**About this task**. If a line in the entries below includes the string "tracking", copy it out.

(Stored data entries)
# # # # #
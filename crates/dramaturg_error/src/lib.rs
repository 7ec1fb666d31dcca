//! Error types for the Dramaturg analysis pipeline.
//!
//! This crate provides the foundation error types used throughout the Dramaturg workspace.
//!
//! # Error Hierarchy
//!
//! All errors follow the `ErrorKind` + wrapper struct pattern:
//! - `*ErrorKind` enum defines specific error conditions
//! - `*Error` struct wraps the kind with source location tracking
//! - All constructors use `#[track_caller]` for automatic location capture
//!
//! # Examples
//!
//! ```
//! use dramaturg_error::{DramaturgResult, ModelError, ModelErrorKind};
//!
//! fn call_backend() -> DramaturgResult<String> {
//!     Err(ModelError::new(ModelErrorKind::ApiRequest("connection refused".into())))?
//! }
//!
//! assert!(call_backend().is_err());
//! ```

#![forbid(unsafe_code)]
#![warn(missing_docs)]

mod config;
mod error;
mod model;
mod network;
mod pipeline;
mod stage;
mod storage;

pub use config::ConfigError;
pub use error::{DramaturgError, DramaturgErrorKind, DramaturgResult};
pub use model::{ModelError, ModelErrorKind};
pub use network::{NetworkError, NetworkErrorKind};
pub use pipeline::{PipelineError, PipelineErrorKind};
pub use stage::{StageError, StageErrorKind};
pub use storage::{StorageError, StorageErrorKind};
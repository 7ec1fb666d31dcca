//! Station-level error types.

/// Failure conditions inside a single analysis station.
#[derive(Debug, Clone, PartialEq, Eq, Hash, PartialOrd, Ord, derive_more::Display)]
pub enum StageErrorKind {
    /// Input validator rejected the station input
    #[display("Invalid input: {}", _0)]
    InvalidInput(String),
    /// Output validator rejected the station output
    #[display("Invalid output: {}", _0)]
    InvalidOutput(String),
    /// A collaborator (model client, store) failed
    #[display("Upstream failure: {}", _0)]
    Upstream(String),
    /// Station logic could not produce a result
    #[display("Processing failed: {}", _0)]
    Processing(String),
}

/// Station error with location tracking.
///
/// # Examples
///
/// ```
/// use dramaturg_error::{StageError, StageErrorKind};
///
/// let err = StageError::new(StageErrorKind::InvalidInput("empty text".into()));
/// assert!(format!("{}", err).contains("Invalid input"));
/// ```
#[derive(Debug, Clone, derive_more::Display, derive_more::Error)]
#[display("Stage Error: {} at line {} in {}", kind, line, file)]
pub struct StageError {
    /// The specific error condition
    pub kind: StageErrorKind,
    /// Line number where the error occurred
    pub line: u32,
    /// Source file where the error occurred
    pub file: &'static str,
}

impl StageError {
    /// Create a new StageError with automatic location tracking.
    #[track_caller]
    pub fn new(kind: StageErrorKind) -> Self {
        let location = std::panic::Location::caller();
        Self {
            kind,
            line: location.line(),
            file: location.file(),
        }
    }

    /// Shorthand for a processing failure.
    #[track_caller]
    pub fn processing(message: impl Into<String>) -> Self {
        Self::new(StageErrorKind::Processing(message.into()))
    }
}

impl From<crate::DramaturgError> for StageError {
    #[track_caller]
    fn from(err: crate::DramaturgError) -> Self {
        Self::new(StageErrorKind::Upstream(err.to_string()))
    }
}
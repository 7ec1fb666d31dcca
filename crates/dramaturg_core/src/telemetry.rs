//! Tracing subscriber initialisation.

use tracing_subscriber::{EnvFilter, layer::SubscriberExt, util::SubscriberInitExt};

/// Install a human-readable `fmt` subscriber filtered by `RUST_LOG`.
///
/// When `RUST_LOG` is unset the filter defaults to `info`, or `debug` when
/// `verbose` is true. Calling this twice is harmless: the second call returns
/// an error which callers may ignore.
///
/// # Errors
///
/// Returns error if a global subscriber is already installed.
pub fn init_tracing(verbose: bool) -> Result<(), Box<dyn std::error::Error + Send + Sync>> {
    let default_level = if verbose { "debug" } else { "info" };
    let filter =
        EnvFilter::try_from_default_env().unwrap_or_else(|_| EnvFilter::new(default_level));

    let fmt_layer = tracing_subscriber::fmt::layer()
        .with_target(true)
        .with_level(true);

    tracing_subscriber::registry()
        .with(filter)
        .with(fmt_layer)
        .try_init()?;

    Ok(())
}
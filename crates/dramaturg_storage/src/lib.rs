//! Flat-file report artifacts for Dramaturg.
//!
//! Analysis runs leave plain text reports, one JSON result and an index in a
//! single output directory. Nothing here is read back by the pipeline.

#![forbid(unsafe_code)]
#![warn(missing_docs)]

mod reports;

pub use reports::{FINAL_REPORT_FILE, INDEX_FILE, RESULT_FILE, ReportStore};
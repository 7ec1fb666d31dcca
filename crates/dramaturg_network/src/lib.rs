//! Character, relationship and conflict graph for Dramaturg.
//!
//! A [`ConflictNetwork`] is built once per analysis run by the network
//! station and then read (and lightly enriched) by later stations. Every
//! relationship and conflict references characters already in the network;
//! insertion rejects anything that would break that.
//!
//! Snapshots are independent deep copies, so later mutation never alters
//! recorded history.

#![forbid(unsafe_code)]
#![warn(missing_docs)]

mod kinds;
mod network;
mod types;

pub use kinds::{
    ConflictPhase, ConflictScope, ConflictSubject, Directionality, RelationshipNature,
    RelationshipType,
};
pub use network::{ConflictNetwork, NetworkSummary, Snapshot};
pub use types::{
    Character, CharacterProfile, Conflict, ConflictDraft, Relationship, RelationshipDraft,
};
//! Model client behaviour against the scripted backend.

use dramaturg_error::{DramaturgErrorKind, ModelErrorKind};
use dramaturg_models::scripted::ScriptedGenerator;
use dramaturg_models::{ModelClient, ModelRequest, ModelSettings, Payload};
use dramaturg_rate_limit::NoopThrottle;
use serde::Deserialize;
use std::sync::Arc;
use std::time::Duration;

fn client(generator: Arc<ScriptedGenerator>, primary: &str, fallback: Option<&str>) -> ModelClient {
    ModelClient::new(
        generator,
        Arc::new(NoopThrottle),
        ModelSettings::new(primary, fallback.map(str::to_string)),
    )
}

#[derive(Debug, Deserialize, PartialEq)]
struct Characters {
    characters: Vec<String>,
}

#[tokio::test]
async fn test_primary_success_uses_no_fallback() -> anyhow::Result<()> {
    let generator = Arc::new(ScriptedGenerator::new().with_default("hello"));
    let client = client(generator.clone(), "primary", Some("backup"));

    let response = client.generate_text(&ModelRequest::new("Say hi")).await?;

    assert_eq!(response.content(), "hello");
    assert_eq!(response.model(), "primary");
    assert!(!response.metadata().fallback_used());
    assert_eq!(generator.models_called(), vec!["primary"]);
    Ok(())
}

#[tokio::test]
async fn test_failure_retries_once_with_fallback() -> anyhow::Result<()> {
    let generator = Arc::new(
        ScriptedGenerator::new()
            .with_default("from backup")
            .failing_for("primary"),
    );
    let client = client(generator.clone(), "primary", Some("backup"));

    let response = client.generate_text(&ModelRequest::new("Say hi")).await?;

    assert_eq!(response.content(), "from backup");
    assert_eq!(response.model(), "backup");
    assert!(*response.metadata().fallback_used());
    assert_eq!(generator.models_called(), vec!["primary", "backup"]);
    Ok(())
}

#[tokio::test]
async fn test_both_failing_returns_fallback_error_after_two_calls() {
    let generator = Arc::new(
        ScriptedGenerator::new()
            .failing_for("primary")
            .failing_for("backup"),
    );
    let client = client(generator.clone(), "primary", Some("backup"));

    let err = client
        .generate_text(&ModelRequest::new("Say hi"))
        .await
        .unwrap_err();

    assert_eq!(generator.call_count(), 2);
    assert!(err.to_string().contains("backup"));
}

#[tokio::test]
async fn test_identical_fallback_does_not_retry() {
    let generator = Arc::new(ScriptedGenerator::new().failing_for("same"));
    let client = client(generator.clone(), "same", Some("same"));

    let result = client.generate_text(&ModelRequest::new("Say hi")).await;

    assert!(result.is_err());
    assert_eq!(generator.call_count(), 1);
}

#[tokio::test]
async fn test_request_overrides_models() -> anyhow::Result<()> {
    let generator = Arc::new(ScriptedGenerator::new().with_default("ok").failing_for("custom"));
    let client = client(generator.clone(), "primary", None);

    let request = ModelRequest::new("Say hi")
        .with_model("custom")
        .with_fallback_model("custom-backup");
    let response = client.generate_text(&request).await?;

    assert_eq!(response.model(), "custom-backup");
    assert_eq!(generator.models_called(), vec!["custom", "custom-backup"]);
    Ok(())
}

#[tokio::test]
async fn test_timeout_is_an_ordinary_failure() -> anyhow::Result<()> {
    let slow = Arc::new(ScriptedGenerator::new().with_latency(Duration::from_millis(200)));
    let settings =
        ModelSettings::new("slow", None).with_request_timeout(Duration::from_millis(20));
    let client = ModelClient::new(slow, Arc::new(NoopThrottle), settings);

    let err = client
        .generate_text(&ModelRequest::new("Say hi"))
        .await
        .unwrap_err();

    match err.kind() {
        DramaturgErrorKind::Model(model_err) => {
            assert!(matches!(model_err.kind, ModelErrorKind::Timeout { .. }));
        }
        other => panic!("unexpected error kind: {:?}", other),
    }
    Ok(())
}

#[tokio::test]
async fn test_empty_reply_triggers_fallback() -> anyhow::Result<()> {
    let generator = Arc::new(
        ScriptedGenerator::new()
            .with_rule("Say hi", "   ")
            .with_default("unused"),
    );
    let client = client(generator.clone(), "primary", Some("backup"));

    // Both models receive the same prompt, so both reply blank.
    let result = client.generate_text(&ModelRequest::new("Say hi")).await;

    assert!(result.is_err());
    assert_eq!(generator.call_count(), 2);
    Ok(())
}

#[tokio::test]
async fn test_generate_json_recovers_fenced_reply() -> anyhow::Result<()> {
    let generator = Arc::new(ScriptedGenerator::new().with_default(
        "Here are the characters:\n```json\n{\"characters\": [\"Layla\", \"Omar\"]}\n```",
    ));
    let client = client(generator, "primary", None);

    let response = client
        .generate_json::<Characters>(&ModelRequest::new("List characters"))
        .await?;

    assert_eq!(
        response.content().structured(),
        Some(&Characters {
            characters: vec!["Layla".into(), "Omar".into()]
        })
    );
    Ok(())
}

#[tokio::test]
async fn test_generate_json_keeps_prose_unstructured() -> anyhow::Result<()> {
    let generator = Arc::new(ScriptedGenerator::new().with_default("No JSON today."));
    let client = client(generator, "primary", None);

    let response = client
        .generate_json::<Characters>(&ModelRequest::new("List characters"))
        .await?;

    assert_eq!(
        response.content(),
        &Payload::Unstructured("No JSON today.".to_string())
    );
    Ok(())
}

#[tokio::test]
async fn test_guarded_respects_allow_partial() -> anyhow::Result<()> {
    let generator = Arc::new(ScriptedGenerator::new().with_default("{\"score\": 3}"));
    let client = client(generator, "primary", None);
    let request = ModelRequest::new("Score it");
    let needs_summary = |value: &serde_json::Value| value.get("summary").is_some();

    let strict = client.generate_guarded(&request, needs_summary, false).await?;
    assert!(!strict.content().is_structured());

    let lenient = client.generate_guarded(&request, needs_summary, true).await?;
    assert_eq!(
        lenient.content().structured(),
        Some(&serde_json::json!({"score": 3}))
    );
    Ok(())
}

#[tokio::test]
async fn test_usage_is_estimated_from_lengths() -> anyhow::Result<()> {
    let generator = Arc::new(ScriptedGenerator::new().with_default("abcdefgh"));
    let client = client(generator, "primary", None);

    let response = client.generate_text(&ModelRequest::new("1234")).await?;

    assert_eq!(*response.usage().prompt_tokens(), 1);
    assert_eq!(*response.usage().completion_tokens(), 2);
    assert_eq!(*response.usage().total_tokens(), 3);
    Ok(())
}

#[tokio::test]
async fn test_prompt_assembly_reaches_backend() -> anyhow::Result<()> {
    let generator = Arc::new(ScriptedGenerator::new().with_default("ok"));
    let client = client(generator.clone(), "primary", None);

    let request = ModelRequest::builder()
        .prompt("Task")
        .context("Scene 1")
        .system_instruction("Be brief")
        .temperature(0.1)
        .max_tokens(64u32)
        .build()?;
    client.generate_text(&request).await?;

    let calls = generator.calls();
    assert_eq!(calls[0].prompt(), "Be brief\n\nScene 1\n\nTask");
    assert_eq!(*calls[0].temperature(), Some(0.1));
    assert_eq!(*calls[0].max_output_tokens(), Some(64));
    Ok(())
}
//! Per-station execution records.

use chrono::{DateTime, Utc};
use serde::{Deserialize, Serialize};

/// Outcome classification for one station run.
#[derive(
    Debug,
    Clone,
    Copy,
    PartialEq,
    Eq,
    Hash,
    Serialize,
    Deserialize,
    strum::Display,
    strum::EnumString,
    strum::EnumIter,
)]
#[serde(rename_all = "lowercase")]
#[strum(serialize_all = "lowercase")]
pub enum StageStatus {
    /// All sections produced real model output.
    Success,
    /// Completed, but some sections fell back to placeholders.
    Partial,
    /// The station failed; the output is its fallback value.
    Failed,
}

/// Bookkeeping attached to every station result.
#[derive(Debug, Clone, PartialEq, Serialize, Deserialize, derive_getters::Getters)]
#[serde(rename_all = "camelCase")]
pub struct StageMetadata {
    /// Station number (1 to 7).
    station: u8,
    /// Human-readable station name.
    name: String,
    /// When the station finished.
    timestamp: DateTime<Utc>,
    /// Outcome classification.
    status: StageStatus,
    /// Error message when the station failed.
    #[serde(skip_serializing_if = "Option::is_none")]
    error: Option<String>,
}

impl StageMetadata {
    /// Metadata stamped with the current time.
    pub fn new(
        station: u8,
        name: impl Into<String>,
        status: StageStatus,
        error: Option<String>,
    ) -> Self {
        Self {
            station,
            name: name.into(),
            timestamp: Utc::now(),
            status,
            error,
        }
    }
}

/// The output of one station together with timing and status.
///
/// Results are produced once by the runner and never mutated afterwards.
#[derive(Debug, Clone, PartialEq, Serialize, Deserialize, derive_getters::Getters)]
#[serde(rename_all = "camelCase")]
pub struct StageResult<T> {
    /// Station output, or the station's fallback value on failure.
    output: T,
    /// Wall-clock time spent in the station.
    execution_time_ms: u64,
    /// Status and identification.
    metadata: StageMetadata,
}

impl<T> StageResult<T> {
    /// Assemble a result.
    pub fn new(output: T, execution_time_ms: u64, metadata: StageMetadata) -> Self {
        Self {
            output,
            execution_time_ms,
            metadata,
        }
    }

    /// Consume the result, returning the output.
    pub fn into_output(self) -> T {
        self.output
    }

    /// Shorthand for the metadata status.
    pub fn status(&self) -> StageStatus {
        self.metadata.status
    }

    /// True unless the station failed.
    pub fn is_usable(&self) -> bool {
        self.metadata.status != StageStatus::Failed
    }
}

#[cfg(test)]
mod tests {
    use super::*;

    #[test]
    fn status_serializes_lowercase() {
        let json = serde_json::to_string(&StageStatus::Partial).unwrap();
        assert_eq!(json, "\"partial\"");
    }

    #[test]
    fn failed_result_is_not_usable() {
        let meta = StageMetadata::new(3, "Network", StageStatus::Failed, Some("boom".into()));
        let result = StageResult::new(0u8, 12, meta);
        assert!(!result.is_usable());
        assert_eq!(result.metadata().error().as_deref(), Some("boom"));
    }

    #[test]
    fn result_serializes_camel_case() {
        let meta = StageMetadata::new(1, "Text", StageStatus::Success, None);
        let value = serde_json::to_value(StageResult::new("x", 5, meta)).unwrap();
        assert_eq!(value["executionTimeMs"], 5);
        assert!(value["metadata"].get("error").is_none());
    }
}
# # # # #
**Finished exercise**.
//! - `*Error` struct wraps the kind with source location tracking
/// Station error with location tracking.
    /// Create a new StageError with automatic location tracking.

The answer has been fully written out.